Member of the Michigan House of Representatives from the 95th district
- In office January 1, 2007 – April 23, 2010
- Preceded by: Carl M. Williams
- Succeeded by: Stacy Erwin Oakes

Member of the Saginaw City Council
- In office February 11, 2002 – September 12, 2005

Personal details
- Born: Andrew James Coulouris August 10, 1978 (age 48) Saginaw, Michigan
- Party: Democratic
- Spouse: Natasha
- Children: Alex
- Education: University of Michigan Law School University of Michigan

= Andrew Coulouris =

American politician

Andrew James Coulouris (born August 10, 1978) is a politician from the U.S. state of Michigan. He is a former Democratic Party member of the Michigan State House of Representatives from the 95th District, located in Saginaw County, which includes the city of Saginaw, Buena Vista Township, Spaulding Township, and Bridgeport Township.

==Early life==
Coulouris graduated from Arthur Hill High School in 1996. He earned a bachelor's degree in political science from the University of Michigan and a Juris Doctor degree from the University of Michigan Law School. He and his wife Natasha have been married since 2002 and have a child, Alex, who was born in 2006, and Mia who was born in 2010. He is a member of St. John's Episcopal Church in Saginaw.

==Political career==

===City of Saginaw===
Coulouris served as a member of the Saginaw City Council, having been appointed on February 11, 2002 to fill the remaining term of a seat vacated by another council member. He was subsequently elected to the city council in the 2003 election for a full four-year term, but he resigned before completing his term on September 12, 2005. He also served as Assistant Prosecuting Attorney for Saginaw County, although the position is not an elected position.

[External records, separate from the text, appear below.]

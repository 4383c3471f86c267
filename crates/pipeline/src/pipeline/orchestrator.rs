use super::context::{GenerationContext, RunOptions, Selection};
use super::phase_trait::GenerationPhase;
use super::phases::{
    aliases::AliasesPhase, components::ComponentsPhase, index::IndexPhase, init::InitPhase,
    shared::SharedPhase, types::TypesPhase, utils::UtilsPhase,
};
use crate::layout::{describe, discover_components};
use anyhow::{Context, Result};
use chillgen_core::{
    tree_digest, ExcludeMatcher, FileSystem, GenerateError, GenerationReport, GeneratorConfig,
    LoggingHandler, ProgressEvent, ProgressHandler, Variant,
};
use std::sync::Arc;
use std::time::Instant;
use tracing::info;

/// Minimum Jaro-Winkler similarity for a "did you mean" suggestion
const SUGGESTION_THRESHOLD: f64 = 0.8;
const MAX_SUGGESTIONS: usize = 3;

pub struct GenerationOrchestrator {
    fs: Arc<dyn FileSystem>,
    handler: Arc<dyn ProgressHandler>,
}

impl GenerationOrchestrator {
    pub fn new(fs: Arc<dyn FileSystem>) -> Self {
        Self::with_handler(fs, Arc::new(LoggingHandler))
    }

    pub fn with_handler(fs: Arc<dyn FileSystem>, handler: Arc<dyn ProgressHandler>) -> Self {
        Self { fs, handler }
    }

    /// Sorted component directory names under `<source>/components`
    pub fn list_components(&self, config: &GeneratorConfig) -> Result<Vec<String>> {
        let source = config.source_dir();
        if !self.fs.is_dir(&source) {
            return Err(GenerateError::MissingSourceRoot(source).into());
        }
        let exclude = ExcludeMatcher::new(&source, &config.exclude)?;
        let root = source.join("components");
        Ok(discover_components(self.fs.as_ref(), &root)?
            .into_iter()
            .filter(|name| !exclude.is_excluded(&root.join(name), true))
            .collect())
    }

    pub fn execute(
        &self,
        config: &GeneratorConfig,
        options: RunOptions,
    ) -> Result<GenerationReport> {
        let start = Instant::now();
        let source = config.source_dir();
        if !self.fs.is_dir(&source) {
            return Err(GenerateError::MissingSourceRoot(source).into());
        }
        let exclude = ExcludeMatcher::new(&source, &config.exclude)?;

        info!(
            source = %source.display(),
            output = %config.output_dir().display(),
            "Starting generation pipeline"
        );

        let mut context = GenerationContext::new(
            config.clone(),
            self.fs.clone(),
            exclude,
            options,
            self.handler.clone(),
        );
        let target = context.options.selection.target().to_string();
        context.emit(ProgressEvent::Started { target });

        self.select_components(&mut context, config)?;

        let phases: Vec<Box<dyn GenerationPhase>> = vec![
            Box::new(InitPhase),
            Box::new(ComponentsPhase),
            Box::new(TypesPhase),
            Box::new(UtilsPhase),
            Box::new(SharedPhase),
            Box::new(IndexPhase),
            Box::new(AliasesPhase),
        ];

        for phase in phases {
            let phase_name = phase.name();
            context.emit(ProgressEvent::PhaseStarted {
                phase: phase_name.to_string(),
            });

            let phase_start = Instant::now();
            phase
                .execute(&mut context)
                .with_context(|| format!("Phase {} failed", phase_name))?;

            context.emit(ProgressEvent::PhaseComplete {
                phase: phase_name.to_string(),
                duration: phase_start.elapsed(),
            });
        }

        for variant in Variant::ALL {
            let package = config.package_dir(variant);
            if self.fs.is_dir(&package) {
                let digest = tree_digest(self.fs.as_ref(), &package)
                    .with_context(|| format!("Failed to digest {}", package.display()))?;
                context.report_mut().set_digest(variant, digest);
            }
        }

        context.emit(ProgressEvent::Completed {
            total_time: start.elapsed(),
        });
        Ok(context.into_report())
    }

    fn select_components(
        &self,
        context: &mut GenerationContext,
        config: &GeneratorConfig,
    ) -> Result<()> {
        let available = self.list_components(config)?;
        let root = config.source_dir().join("components");

        let selection = context.options.selection.clone();
        let names = match &selection {
            Selection::All => available,
            Selection::Component(name) if available.contains(name) => vec![name.clone()],
            Selection::Component(name) => {
                context.emit(ProgressEvent::ComponentMissing {
                    component: name.clone(),
                    suggestions: suggest(name, &available),
                });
                Vec::new()
            }
        };

        for name in names {
            let descriptor = describe(self.fs.as_ref(), &root.join(&name), &context.exclude)
                .with_context(|| format!("Failed to inspect component {}", name))?;
            context.components.push(descriptor);
        }
        Ok(())
    }
}

/// Closest existing names to `name`, best first
pub fn suggest(name: &str, candidates: &[String]) -> Vec<String> {
    let mut scored: Vec<(f64, &String)> = candidates
        .iter()
        .map(|c| (strsim::jaro_winkler(name, c), c))
        .filter(|(score, _)| *score >= SUGGESTION_THRESHOLD)
        .collect();
    scored.sort_by(|a, b| b.0.total_cmp(&a.0).then_with(|| a.1.cmp(b.1)));
    scored
        .into_iter()
        .take(MAX_SUGGESTIONS)
        .map(|(_, c)| c.clone())
        .collect()
}
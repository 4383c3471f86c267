use crate::pipeline::context::GenerationContext;
use crate::pipeline::phase_trait::GenerationPhase;
use anyhow::Result;
use chillgen_core::{ProgressEvent, Variant};

/// Copies the shared directories (`constants/` by default) and the files at
/// the root of the source tree into every package
pub struct SharedPhase;

impl GenerationPhase for SharedPhase {
    fn name(&self) -> &'static str {
        "SharedPhase"
    }

    fn execute(&self, context: &mut GenerationContext) -> Result<()> {
        let source_root = context.config.source_dir();

        for name in context.config.shared_dirs.clone() {
            let source = source_root.join(&name);
            for variant in Variant::ALL {
                let dest = context.config.package_src(variant).join(&name);
                context.remove_output_dir(&dest)?;
            }

            if !context.fs.is_dir(&source) {
                let label = context.source_label(&source);
                context.emit(ProgressEvent::SourceMissing { path: label });
                continue;
            }
            for variant in Variant::ALL {
                let dest = context.config.package_src(variant).join(&name);
                context.copy_tree(variant, &source, &dest)?;
            }
        }

        let root_files: Vec<_> = context
            .source_entries(&source_root)?
            .into_iter()
            .filter(|e| e.is_file() && e.name != "index.ts")
            .collect();
        for variant in Variant::ALL {
            let dest = context.config.package_src(variant);
            for file in &root_files {
                context.copy_rewritten(variant, &file.path, &dest.join(&file.name))?;
            }
        }
        Ok(())
    }
}
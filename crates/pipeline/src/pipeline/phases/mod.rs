// Generation phases, in run order.
//
// Every run initializes all three packages, forks the selected components,
// then always rebuilds the shared trees and every barrel before handing the
// output to the alias conversion script.

pub mod replicate;

#[path = "01_init.rs"]
pub mod init;
#[path = "02_components.rs"]
pub mod components;
#[path = "03_types.rs"]
pub mod types;
#[path = "04_utils.rs"]
pub mod utils;
#[path = "05_shared.rs"]
pub mod shared;
#[path = "06_index.rs"]
pub mod index;
#[path = "07_aliases.rs"]
pub mod aliases;
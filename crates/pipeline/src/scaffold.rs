//! Package config files instantiated from templates

use anyhow::{Context, Result};
use chillgen_core::{FileSystem, GenerateError, Variant};
use std::path::{Path, PathBuf};
use tracing::debug;

pub const TSCONFIG_TEMPLATE: &str = "tsconfig.template.json";
pub const BOB_TEMPLATE: &str = "bob.config.template.js";
pub const NATIVEWIND_ENV: &str = "nativewind-env.d.ts";
pub const CORE_NAME_PLACEHOLDER: &str = "{{CORE_NAME}}";

pub fn package_template(variant: Variant) -> String {
    format!("package.{}.template.json", variant.name())
}

/// Write `tsconfig.json`, `bob.config.js` and `package.json` (plus the
/// NativeWind env declaration for tailwind) into `package_dir`.
///
/// Returns the written file names, relative to `package_dir`.
pub fn scaffold_package(
    fs: &dyn FileSystem,
    templates_dir: &Path,
    package_dir: &Path,
    variant: Variant,
) -> Result<Vec<String>> {
    let mut outputs: Vec<(String, String)> = vec![
        (
            "tsconfig.json".to_string(),
            read_template(fs, &templates_dir.join(TSCONFIG_TEMPLATE))?,
        ),
        (
            "bob.config.js".to_string(),
            read_template(fs, &templates_dir.join(BOB_TEMPLATE))?
                .replace(CORE_NAME_PLACEHOLDER, variant.dir_name()),
        ),
        (
            "package.json".to_string(),
            read_template(fs, &templates_dir.join(package_template(variant)))?,
        ),
    ];
    if variant == Variant::Tailwind {
        outputs.push((
            NATIVEWIND_ENV.to_string(),
            read_template(fs, &templates_dir.join(NATIVEWIND_ENV))?,
        ));
    }

    let mut written = Vec::with_capacity(outputs.len());
    for (name, contents) in outputs {
        let target = package_dir.join(&name);
        fs.write(&target, &contents)
            .with_context(|| format!("Failed to write {}", target.display()))?;
        debug!(variant = %variant, file = %name, "Config file written");
        written.push(name);
    }
    Ok(written)
}

fn read_template(fs: &dyn FileSystem, path: &Path) -> Result<String> {
    if !fs.is_file(path) {
        return Err(GenerateError::MissingTemplate(PathBuf::from(path)).into());
    }
    fs.read_to_string(path)
        .with_context(|| format!("Failed to read template {}", path.display()))
}
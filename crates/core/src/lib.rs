pub mod config;
pub mod error;
pub mod fs;
pub mod output;
pub mod progress;
pub mod variant;

pub use config::{ConfigError, GeneratorConfig};
pub use error::GenerateError;
pub use fs::{DirEntry, ExcludeMatcher, FileSystem, MockFileSystem, RealFileSystem};
pub use output::report::{tree_digest, GenerationReport, VariantSummary};
pub use progress::{LoggingHandler, NoOpHandler, ProgressEvent, ProgressHandler};
pub use variant::Variant;
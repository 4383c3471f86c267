use super::replicate::replicate_files;
use crate::filter::{group_by_logical, FallbackPolicy};
use crate::pipeline::context::{GenerationContext, Selection};
use crate::pipeline::phase_trait::GenerationPhase;
use anyhow::{Context, Result};
use chillgen_core::{ProgressEvent, Variant};
use tracing::debug;

/// Flattens `types/<name>/` of each selected component into `types/`.
///
/// Hybrid resolves type files tailwind-first and adopts a stylesheet-only
/// file as a last resort; the other variants never adopt.
pub struct TypesPhase;

impl GenerationPhase for TypesPhase {
    fn name(&self) -> &'static str {
        "TypesPhase"
    }

    fn execute(&self, context: &mut GenerationContext) -> Result<()> {
        let source = context.config.source_dir().join("types");

        if context.options.selection == Selection::All {
            for variant in Variant::ALL {
                let dest = context.config.package_src(variant).join("types");
                context.remove_output_dir(&dest)?;
            }
        }

        if !context.fs.is_dir(&source) {
            let label = context.source_label(&source);
            context.emit(ProgressEvent::SourceMissing { path: label });
            return Ok(());
        }

        let entries = context.source_entries(&source)?;
        let root_files: Vec<String> = entries
            .iter()
            .filter(|e| e.is_file() && e.name != "index.ts")
            .map(|e| e.name.clone())
            .collect();
        let type_dirs: Vec<String> = match &context.options.selection {
            Selection::All => entries
                .iter()
                .filter(|e| e.is_dir())
                .map(|e| e.name.clone())
                .collect(),
            Selection::Component(_) => context.components.iter().map(|c| c.name.clone()).collect(),
        };

        for variant in Variant::ALL {
            let dest = context.config.package_src(variant).join("types");
            replicate_files(
                context,
                &source,
                &root_files,
                &dest,
                variant,
                FallbackPolicy::Types,
                None,
            )?;
        }

        for name in type_dirs {
            let dir = source.join(&name);
            if !context.fs.is_dir(&dir) {
                let label = context.source_label(&dir);
                context.emit(ProgressEvent::SourceMissing { path: label });
                continue;
            }

            let entries = context.source_entries(&dir)?;
            for nested in entries.iter().filter(|e| e.is_dir()) {
                debug!(path = %nested.path.display(), "Ignoring nested directory in types tree");
            }
            let files: Vec<String> = entries
                .iter()
                .filter(|e| e.is_file())
                .map(|e| e.name.clone())
                .collect();

            for variant in Variant::ALL {
                let dest = context.config.package_src(variant).join("types");
                if let Selection::Component(_) = context.options.selection {
                    // type files owned by this component, from a previous run
                    for group in group_by_logical(files.iter().map(String::as_str)) {
                        let stale = dest.join(&group.logical);
                        context
                            .fs
                            .remove_file(&stale)
                            .with_context(|| format!("Failed to remove {}", stale.display()))?;
                    }
                }
                replicate_files(
                    context,
                    &dir,
                    &files,
                    &dest,
                    variant,
                    FallbackPolicy::Types,
                    None,
                )?;
            }
        }
        Ok(())
    }
}
use crate::error::GenerateError;
use ignore::overrides::{Override, OverrideBuilder};
use std::path::Path;

/// Gitignore-style globs for source files that never reach a generated tree
pub struct ExcludeMatcher {
    overrides: Override,
}

impl ExcludeMatcher {
    pub fn new(source_root: &Path, patterns: &[String]) -> Result<Self, GenerateError> {
        let mut builder = OverrideBuilder::new(source_root);
        for pattern in patterns {
            builder
                .add(&format!("!{}", pattern))
                .map_err(|e| GenerateError::InvalidExclude {
                    pattern: pattern.clone(),
                    message: e.to_string(),
                })?;
        }
        let overrides = builder.build().map_err(|e| GenerateError::InvalidExclude {
            pattern: patterns.join(", "),
            message: e.to_string(),
        })?;
        Ok(Self { overrides })
    }

    pub fn empty() -> Self {
        Self {
            overrides: Override::empty(),
        }
    }

    pub fn is_excluded(&self, path: &Path, is_dir: bool) -> bool {
        self.overrides.matched(path, is_dir).is_ignore()
    }
}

===State representative===
In the August 8, 2006 Democratic primary election he was the leading candidate among five candidates having received a plurality with 39.18% of the votes. In the general election held on November 7, 2006, Coulouris defeated Republican Joel Wilson, receiving 80.94% of the votes cast in the 95th District, a district heavily favoring candidates from the Democratic Party. His first term ended on January 1, 2009.

In the August 5, 2008 Democratic Primary election he defeated Terry W. Sangster, a former County Commissioner and Democratic candidate for State Representative, receiving 77.56% of the votes cast in the 95th district. Coulouris defeated Republican Ted Rosingana in the November 4, 2008 General Election, receiving 85.47% of the votes cast in the 95th District. Had he not resigned, his second term would have ended on January 1, 2011.

As a state representative, Coulouris served on the Banking and Financial Services, Health Policy, Judiciary, and Tax Policy Committees. He was the Chair of the Banking and Financial Services Committee. Coulouris was also named 2009 Legislator of the Year by the Michigan Municipal League.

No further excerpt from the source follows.